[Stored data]
************

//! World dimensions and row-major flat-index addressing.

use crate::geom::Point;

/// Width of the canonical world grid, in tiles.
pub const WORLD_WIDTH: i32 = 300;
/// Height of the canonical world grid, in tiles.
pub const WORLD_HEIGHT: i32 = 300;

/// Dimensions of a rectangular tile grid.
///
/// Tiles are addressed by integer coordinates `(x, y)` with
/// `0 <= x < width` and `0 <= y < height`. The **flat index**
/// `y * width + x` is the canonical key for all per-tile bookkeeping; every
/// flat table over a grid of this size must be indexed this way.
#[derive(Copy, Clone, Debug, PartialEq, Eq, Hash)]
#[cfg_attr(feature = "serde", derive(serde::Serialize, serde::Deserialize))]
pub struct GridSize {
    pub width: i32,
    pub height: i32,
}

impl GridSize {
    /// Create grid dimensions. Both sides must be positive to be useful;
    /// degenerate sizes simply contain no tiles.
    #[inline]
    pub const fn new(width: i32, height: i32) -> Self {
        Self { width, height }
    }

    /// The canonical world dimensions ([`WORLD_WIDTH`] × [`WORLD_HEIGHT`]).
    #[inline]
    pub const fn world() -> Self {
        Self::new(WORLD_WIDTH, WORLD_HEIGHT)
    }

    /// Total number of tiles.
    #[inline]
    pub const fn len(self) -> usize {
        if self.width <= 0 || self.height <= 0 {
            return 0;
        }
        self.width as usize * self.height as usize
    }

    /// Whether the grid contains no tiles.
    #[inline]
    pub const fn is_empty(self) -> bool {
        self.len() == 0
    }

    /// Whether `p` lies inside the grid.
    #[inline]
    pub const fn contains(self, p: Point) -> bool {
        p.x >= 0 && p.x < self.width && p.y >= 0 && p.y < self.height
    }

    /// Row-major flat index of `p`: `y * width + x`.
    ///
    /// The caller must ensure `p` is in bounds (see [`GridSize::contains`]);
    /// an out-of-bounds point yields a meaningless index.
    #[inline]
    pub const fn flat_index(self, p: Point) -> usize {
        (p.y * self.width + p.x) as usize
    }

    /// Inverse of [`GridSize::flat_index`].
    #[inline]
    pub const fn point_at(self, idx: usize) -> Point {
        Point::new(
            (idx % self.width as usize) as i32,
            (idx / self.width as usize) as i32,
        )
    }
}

************

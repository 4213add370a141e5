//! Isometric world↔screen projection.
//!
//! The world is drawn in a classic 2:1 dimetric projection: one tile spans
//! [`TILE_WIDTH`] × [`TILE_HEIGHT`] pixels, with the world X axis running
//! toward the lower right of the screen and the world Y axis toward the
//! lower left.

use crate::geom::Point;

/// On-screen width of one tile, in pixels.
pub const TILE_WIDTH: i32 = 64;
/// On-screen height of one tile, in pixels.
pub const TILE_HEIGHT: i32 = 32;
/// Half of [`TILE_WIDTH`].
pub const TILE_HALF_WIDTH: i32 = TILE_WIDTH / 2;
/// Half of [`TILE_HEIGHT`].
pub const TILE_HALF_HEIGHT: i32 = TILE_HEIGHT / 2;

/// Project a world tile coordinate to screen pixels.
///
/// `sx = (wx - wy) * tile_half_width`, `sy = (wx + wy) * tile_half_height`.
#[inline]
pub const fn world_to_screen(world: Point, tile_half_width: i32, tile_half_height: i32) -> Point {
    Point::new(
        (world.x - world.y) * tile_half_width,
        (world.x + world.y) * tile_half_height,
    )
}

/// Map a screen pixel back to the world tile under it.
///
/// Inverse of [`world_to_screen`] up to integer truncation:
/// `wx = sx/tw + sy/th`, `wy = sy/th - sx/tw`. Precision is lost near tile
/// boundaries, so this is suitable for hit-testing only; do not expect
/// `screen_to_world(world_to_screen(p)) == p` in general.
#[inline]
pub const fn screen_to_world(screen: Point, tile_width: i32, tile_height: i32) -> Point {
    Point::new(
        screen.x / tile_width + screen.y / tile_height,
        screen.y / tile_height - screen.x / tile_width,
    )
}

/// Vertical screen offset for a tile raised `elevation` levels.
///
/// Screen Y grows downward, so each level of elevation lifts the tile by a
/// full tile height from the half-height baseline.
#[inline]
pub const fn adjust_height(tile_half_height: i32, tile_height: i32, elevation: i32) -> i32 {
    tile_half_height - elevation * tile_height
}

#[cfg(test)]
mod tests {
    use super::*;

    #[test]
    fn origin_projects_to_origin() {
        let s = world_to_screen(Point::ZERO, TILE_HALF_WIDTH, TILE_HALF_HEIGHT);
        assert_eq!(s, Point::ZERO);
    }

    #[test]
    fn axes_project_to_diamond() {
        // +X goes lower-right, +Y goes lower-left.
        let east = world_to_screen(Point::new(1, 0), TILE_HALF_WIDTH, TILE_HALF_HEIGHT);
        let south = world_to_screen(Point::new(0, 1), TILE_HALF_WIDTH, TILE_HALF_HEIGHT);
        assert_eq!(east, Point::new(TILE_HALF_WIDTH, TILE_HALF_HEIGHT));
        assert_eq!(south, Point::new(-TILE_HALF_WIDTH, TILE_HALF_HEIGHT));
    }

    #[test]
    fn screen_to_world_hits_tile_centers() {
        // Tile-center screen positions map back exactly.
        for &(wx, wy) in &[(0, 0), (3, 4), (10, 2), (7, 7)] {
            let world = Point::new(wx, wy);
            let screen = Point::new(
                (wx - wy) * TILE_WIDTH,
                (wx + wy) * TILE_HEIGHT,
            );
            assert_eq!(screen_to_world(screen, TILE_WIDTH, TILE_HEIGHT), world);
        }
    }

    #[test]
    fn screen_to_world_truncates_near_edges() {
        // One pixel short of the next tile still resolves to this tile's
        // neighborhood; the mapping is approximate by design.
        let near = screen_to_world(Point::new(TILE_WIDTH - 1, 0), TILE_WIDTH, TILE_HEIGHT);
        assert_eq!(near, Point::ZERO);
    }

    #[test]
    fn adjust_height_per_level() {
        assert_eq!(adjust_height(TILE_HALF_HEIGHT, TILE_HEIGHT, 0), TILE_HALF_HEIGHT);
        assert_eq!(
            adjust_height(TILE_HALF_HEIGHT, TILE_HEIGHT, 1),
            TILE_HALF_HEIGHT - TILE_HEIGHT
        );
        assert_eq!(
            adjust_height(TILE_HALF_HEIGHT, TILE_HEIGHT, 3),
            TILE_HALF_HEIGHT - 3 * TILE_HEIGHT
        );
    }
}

************

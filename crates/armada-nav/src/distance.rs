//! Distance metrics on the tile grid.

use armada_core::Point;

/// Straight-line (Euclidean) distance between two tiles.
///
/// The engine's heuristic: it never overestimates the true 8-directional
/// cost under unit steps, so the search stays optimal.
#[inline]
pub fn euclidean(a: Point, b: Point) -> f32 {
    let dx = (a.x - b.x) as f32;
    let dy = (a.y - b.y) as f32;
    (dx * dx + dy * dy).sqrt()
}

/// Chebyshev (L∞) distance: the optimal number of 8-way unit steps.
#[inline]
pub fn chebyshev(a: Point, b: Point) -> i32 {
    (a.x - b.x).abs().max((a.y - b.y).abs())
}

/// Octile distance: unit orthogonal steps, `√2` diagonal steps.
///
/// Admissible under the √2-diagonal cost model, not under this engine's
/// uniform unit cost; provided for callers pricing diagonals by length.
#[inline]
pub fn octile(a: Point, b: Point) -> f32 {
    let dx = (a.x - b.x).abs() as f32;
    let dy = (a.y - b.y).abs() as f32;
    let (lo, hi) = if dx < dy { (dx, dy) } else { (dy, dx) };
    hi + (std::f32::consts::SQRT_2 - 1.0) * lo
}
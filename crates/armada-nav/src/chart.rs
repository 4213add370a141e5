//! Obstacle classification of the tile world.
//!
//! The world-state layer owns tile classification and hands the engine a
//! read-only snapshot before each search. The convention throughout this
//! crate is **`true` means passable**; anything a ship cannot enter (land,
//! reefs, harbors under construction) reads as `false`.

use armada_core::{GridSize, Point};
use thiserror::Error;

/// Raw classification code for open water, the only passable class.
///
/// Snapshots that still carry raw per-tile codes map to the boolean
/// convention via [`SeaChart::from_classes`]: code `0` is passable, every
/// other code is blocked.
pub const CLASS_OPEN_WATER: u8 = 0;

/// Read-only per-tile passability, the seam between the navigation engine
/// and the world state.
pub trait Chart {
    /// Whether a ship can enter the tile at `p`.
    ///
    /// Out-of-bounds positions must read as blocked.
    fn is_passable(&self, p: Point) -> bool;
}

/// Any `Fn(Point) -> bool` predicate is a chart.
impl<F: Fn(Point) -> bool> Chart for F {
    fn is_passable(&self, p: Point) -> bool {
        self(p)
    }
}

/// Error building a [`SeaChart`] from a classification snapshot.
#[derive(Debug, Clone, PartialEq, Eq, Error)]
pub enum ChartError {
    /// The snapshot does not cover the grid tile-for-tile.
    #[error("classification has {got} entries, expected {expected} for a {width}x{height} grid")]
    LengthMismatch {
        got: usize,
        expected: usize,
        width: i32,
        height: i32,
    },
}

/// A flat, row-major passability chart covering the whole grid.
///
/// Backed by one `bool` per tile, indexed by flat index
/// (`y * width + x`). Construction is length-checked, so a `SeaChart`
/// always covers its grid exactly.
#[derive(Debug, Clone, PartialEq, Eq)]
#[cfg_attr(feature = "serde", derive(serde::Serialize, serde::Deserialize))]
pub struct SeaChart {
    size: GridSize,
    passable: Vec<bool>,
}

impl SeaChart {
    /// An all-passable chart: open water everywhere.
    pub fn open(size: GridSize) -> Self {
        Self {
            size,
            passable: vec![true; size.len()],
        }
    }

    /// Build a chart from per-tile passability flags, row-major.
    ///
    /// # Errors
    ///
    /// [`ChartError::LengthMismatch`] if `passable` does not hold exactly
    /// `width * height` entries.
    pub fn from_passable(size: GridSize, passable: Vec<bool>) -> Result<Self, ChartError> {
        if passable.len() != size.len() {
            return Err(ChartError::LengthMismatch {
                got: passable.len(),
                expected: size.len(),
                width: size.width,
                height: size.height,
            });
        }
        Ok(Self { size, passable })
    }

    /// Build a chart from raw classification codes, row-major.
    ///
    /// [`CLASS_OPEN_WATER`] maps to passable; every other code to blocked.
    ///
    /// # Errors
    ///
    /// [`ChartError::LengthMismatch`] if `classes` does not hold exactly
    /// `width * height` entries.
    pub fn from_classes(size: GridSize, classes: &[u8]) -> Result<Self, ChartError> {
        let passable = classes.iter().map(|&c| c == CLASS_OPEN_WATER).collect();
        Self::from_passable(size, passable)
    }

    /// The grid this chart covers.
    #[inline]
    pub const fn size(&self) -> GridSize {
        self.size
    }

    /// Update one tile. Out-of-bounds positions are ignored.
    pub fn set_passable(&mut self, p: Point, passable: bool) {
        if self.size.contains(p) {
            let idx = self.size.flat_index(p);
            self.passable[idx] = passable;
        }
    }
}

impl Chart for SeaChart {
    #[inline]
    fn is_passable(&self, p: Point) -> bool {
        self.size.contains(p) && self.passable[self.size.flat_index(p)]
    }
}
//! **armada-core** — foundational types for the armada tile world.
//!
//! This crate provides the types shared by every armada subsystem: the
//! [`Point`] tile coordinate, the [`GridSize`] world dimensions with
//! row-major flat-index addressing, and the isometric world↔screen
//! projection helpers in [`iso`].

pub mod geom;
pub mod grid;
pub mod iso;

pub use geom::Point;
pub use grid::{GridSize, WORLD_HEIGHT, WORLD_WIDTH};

************

### TASK PROMPT
Read the entries above, then pull out the lines that include "ship".

### EXERCISE RESULT
//! crate is **`true` means passable**; anything a ship cannot enter (land,
    /// Whether a ship can enter the tile at `p`.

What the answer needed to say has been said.